Online news service that focused on New York City and Chicago

DNAinfo was an online newspaper that focused on neighborhood news in New York City and Chicago. It was closed down by CEO and owner Joe Ricketts in November 2017 after writers in its New York branch voted to unionize, a move Ricketts opposed.

==History==
Founded by Joe Ricketts in November 2009 as "Digital Network Associates", DNAinfo.com began by offering online, hyperlocal coverage for New York City and online coverage for Chicago launched in November 2012. In December 2013, DNAinfo launched a print version coverage by the name, DNAinfo.com. The operational and editorial offices for DNAinfo were in New York and Chicago. DNAinfo is also a registered trademark.

In March 2017, DNAinfo purchased the New York media company Gothamist.

On November 2, 2017, Ricketts posted to both DNAinfo and the "-ist" network sites that both websites would immediately cease operations, a week after Gothamist writers voted to unionize with the Writers Guild of America, East.

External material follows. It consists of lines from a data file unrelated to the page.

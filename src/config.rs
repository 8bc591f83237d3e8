//! Configuration types for the workbench.
//!
//! Orchestrator-wide behaviour (upload limits, progress cadence) lives in
//! [`WorkbenchConfig`], built via its [`WorkbenchConfigBuilder`]. Per-job
//! choices the user makes on the options screen are separate value types
//! ([`ImageOptions`], [`SplitMode`], [`PageRangeMode`]) so a single
//! orchestrator can run many differently-configured jobs.

use crate::error::WorkbenchError;
use serde::{Deserialize, Serialize};
use std::time::Duration;

/// 50 MiB, the upload limit used when none is configured.
pub const DEFAULT_MAX_UPLOAD_BYTES: u64 = 50 * 1024 * 1024;

/// Orchestrator-wide configuration.
///
/// # Example
/// ```rust
/// use pdf_workbench::WorkbenchConfig;
///
/// let config = WorkbenchConfig::builder()
///     .max_upload_bytes(10 * 1024 * 1024)
///     .tick_interval_ms(100)
///     .build()
///     .unwrap();
/// assert_eq!(config.progress_ceiling, 90);
/// ```
#[derive(Debug, Clone, Serialize, Deserialize)]
pub struct WorkbenchConfig {
    /// Largest accepted source file in bytes. Default: 50 MiB.
    pub max_upload_bytes: u64,

    /// Accept list for source files: MIME types (`application/pdf`),
    /// MIME wildcards (`image/*`) or extensions (`.pdf`). Empty accepts all.
    pub accepted_types: Vec<String>,

    /// Period of the simulated progress tick in milliseconds. Default: 200.
    pub tick_interval_ms: u64,

    /// Value the simulated progress never exceeds while running. Default: 90.
    pub progress_ceiling: u8,

    /// Largest random increment per tick. Default: 10.
    pub max_tick_step: u8,
}

impl Default for WorkbenchConfig {
    fn default() -> Self {
        Self {
            max_upload_bytes: DEFAULT_MAX_UPLOAD_BYTES,
            accepted_types: vec![".pdf".into(), "application/pdf".into()],
            tick_interval_ms: 200,
            progress_ceiling: 90,
            max_tick_step: 10,
        }
    }
}

impl WorkbenchConfig {
    /// Create a new builder for `WorkbenchConfig`.
    pub fn builder() -> WorkbenchConfigBuilder {
        WorkbenchConfigBuilder {
            config: Self::default(),
        }
    }

    pub fn tick_interval(&self) -> Duration {
        Duration::from_millis(self.tick_interval_ms)
    }
}

/// Builder for [`WorkbenchConfig`].
#[derive(Debug)]
pub struct WorkbenchConfigBuilder {
    config: WorkbenchConfig,
}

impl WorkbenchConfigBuilder {
    pub fn max_upload_bytes(mut self, bytes: u64) -> Self {
        self.config.max_upload_bytes = bytes;
        self
    }

    pub fn accepted_types<I, S>(mut self, types: I) -> Self
    where
        I: IntoIterator<Item = S>,
        S: Into<String>,
    {
        self.config.accepted_types = types.into_iter().map(Into::into).collect();
        self
    }

    pub fn tick_interval_ms(mut self, ms: u64) -> Self {
        self.config.tick_interval_ms = ms;
        self
    }

    pub fn progress_ceiling(mut self, ceiling: u8) -> Self {
        self.config.progress_ceiling = ceiling.min(99);
        self
    }

    pub fn max_tick_step(mut self, step: u8) -> Self {
        self.config.max_tick_step = step;
        self
    }

    /// Build the configuration, validating constraints.
    pub fn build(self) -> Result<WorkbenchConfig, WorkbenchError> {
        let c = &self.config;
        if c.max_upload_bytes == 0 {
            return Err(WorkbenchError::InvalidConfig(
                "max_upload_bytes must be > 0".into(),
            ));
        }
        if c.tick_interval_ms == 0 {
            return Err(WorkbenchError::InvalidConfig(
                "tick_interval_ms must be > 0".into(),
            ));
        }
        if c.max_tick_step == 0 {
            return Err(WorkbenchError::InvalidConfig(
                "max_tick_step must be ≥ 1".into(),
            ));
        }
        Ok(self.config)
    }
}

// ── Per-job options ──────────────────────────────────────────────────────

/// How the user chose pages on the options screen.
#[derive(Debug, Clone, Default, PartialEq, Eq, Serialize, Deserialize)]
pub enum PageRangeMode {
    /// Every page (default).
    #[default]
    All,
    /// Free-text range such as `"1-3, 5, 7-9"`.
    Custom(String),
}

/// Target raster format.
#[derive(Debug, Clone, Copy, PartialEq, Eq, Default, Serialize, Deserialize)]
#[serde(rename_all = "lowercase")]
pub enum ImageFormat {
    #[default]
    Jpg,
    Png,
    Webp,
}

impl ImageFormat {
    pub fn extension(self) -> &'static str {
        match self {
            ImageFormat::Jpg => "jpg",
            ImageFormat::Png => "png",
            ImageFormat::Webp => "webp",
        }
    }

    pub fn media_type(self) -> &'static str {
        match self {
            ImageFormat::Jpg => "image/jpeg",
            ImageFormat::Png => "image/png",
            ImageFormat::Webp => "image/webp",
        }
    }
}

/// Output quality preset for lossy formats.
#[derive(Debug, Clone, Copy, PartialEq, Eq, Default, Serialize, Deserialize)]
#[serde(rename_all = "lowercase")]
pub enum QualityPreset {
    High,
    #[default]
    Medium,
    Low,
}

impl QualityPreset {
    /// Encoder quality in `0.0..=1.0`.
    pub fn factor(self) -> f32 {
        match self {
            QualityPreset::High => 0.9,
            QualityPreset::Medium => 0.7,
            QualityPreset::Low => 0.5,
        }
    }

    /// JPEG quality on the 1–100 scale.
    pub fn jpeg_quality(self) -> u8 {
        (self.factor() * 100.0).round() as u8
    }
}

/// Options for the PDF → image job.
#[derive(Debug, Clone, Copy, PartialEq, Serialize, Deserialize)]
pub struct ImageOptions {
    pub format: ImageFormat,
    pub quality: QualityPreset,
    /// Render scale relative to the page's natural size. Default: 2.0.
    pub scale: f32,
}

impl Default for ImageOptions {
    fn default() -> Self {
        Self {
            format: ImageFormat::default(),
            quality: QualityPreset::default(),
            scale: 2.0,
        }
    }
}

/// How the split job packages selected pages.
#[derive(Debug, Clone, Copy, PartialEq, Eq, Default, Serialize, Deserialize)]
#[serde(rename_all = "lowercase")]
pub enum SplitMode {
    /// One PDF per selected page (default).
    #[default]
    Multiple,
    /// One PDF holding all selected pages.
    Single,
}

/// What a run of the orchestrator produces.
#[derive(Debug, Clone, Copy, PartialEq, Serialize, Deserialize)]
pub enum JobRequest {
    /// Render each selected page to an image.
    ToImages(ImageOptions),
    /// Copy selected pages into new PDF documents.
    Split(SplitMode),
}

impl Default for JobRequest {
    fn default() -> Self {
        JobRequest::ToImages(ImageOptions::default())
    }
}

// ── Tool options ─────────────────────────────────────────────────────────

/// Compression strength for [`crate::tools::compress`].
#[derive(Debug, Clone, Copy, PartialEq, Eq, Default, Serialize, Deserialize)]
#[serde(rename_all = "lowercase")]
pub enum CompressionLevel {
    Low,
    #[default]
    Medium,
    High,
}

#[derive(Debug, Clone, Copy, PartialEq, Eq, Serialize, Deserialize)]
pub struct CompressOptions {
    pub level: CompressionLevel,
    /// Blank out title, author, subject, keywords, producer and creator.
    pub remove_metadata: bool,
}

impl Default for CompressOptions {
    fn default() -> Self {
        Self {
            level: CompressionLevel::Medium,
            remove_metadata: false,
        }
    }
}

/// Paper size for [`crate::tools::images`].
#[derive(Debug, Clone, Copy, PartialEq, Default, Serialize, Deserialize)]
pub enum PageSize {
    #[default]
    A4,
    Letter,
    Legal,
    /// Width and height in millimetres.
    Custom { width_mm: f32, height_mm: f32 },
}

impl PageSize {
    /// Portrait dimensions in millimetres.
    pub fn dimensions_mm(self) -> (f32, f32) {
        match self {
            PageSize::A4 => (210.0, 297.0),
            PageSize::Letter => (215.9, 279.4),
            PageSize::Legal => (215.9, 355.6),
            PageSize::Custom {
                width_mm,
                height_mm,
            } => (width_mm, height_mm),
        }
    }
}

#[derive(Debug, Clone, Copy, PartialEq, Eq, Default, Serialize, Deserialize)]
#[serde(rename_all = "lowercase")]
pub enum Orientation {
    #[default]
    Portrait,
    Landscape,
}

/// Page geometry for images → PDF.
#[derive(Debug, Clone, Copy, PartialEq, Default, Serialize, Deserialize)]
pub struct PageLayout {
    pub size: PageSize,
    pub orientation: Orientation,
}

impl PageLayout {
    /// Page size in PDF points (1/72 in), orientation applied.
    pub fn dimensions_pt(&self) -> (f32, f32) {
        const PT_PER_MM: f32 = 72.0 / 25.4;
        let (w, h) = self.size.dimensions_mm();
        let (w, h) = (w * PT_PER_MM, h * PT_PER_MM);
        match self.orientation {
            Orientation::Portrait => (w.min(h), w.max(h)),
            Orientation::Landscape => (w.max(h), w.min(h)),
        }
    }
}

#[cfg(test)]
mod tests {
    use super::*;

    #[test]
    fn builder_defaults_match_default() {
        let built = WorkbenchConfig::builder().build().unwrap();
        assert_eq!(built.max_upload_bytes, DEFAULT_MAX_UPLOAD_BYTES);
        assert_eq!(built.tick_interval_ms, 200);
        assert_eq!(built.progress_ceiling, 90);
    }

    #[test]
    fn builder_rejects_zero_tick() {
        let err = WorkbenchConfig::builder()
            .tick_interval_ms(0)
            .build()
            .unwrap_err();
        assert!(err.to_string().contains("tick_interval_ms"));
    }

    #[test]
    fn ceiling_is_clamped_below_completion() {
        let c = WorkbenchConfig::builder()
            .progress_ceiling(200)
            .build()
            .unwrap();
        assert_eq!(c.progress_ceiling, 99);
    }

    #[test]
    fn quality_presets() {
        assert_eq!(QualityPreset::High.jpeg_quality(), 90);
        assert_eq!(QualityPreset::Medium.jpeg_quality(), 70);
        assert_eq!(QualityPreset::Low.jpeg_quality(), 50);
    }

    #[test]
    fn landscape_swaps_dimensions() {
        let layout = PageLayout {
            size: PageSize::A4,
            orientation: Orientation::Landscape,
        };
        let (w, h) = layout.dimensions_pt();
        assert!(w > h);
        assert!((w - 841.89).abs() < 0.1, "got {w}");
    }
}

All content from all DNAinfo sites and all subsidiary sites were taken down. The next day, archives of the sites were returned to functionality. Ricketts's shutdown was criticized as being an act of retaliation after the two companies' workers had joined a union.

After DNAinfo shutdown, three of the Chicago newspaper's former editors decided to launch their own independent hyperlocal news organization. Within a few months, Block Club Chicago had raised more than $183,000 on Kickstarter. By the end of 2018, after 6 months of publishing, Block Club Chicago had more than 6,000 paid subscribers and over 7 million pageviews.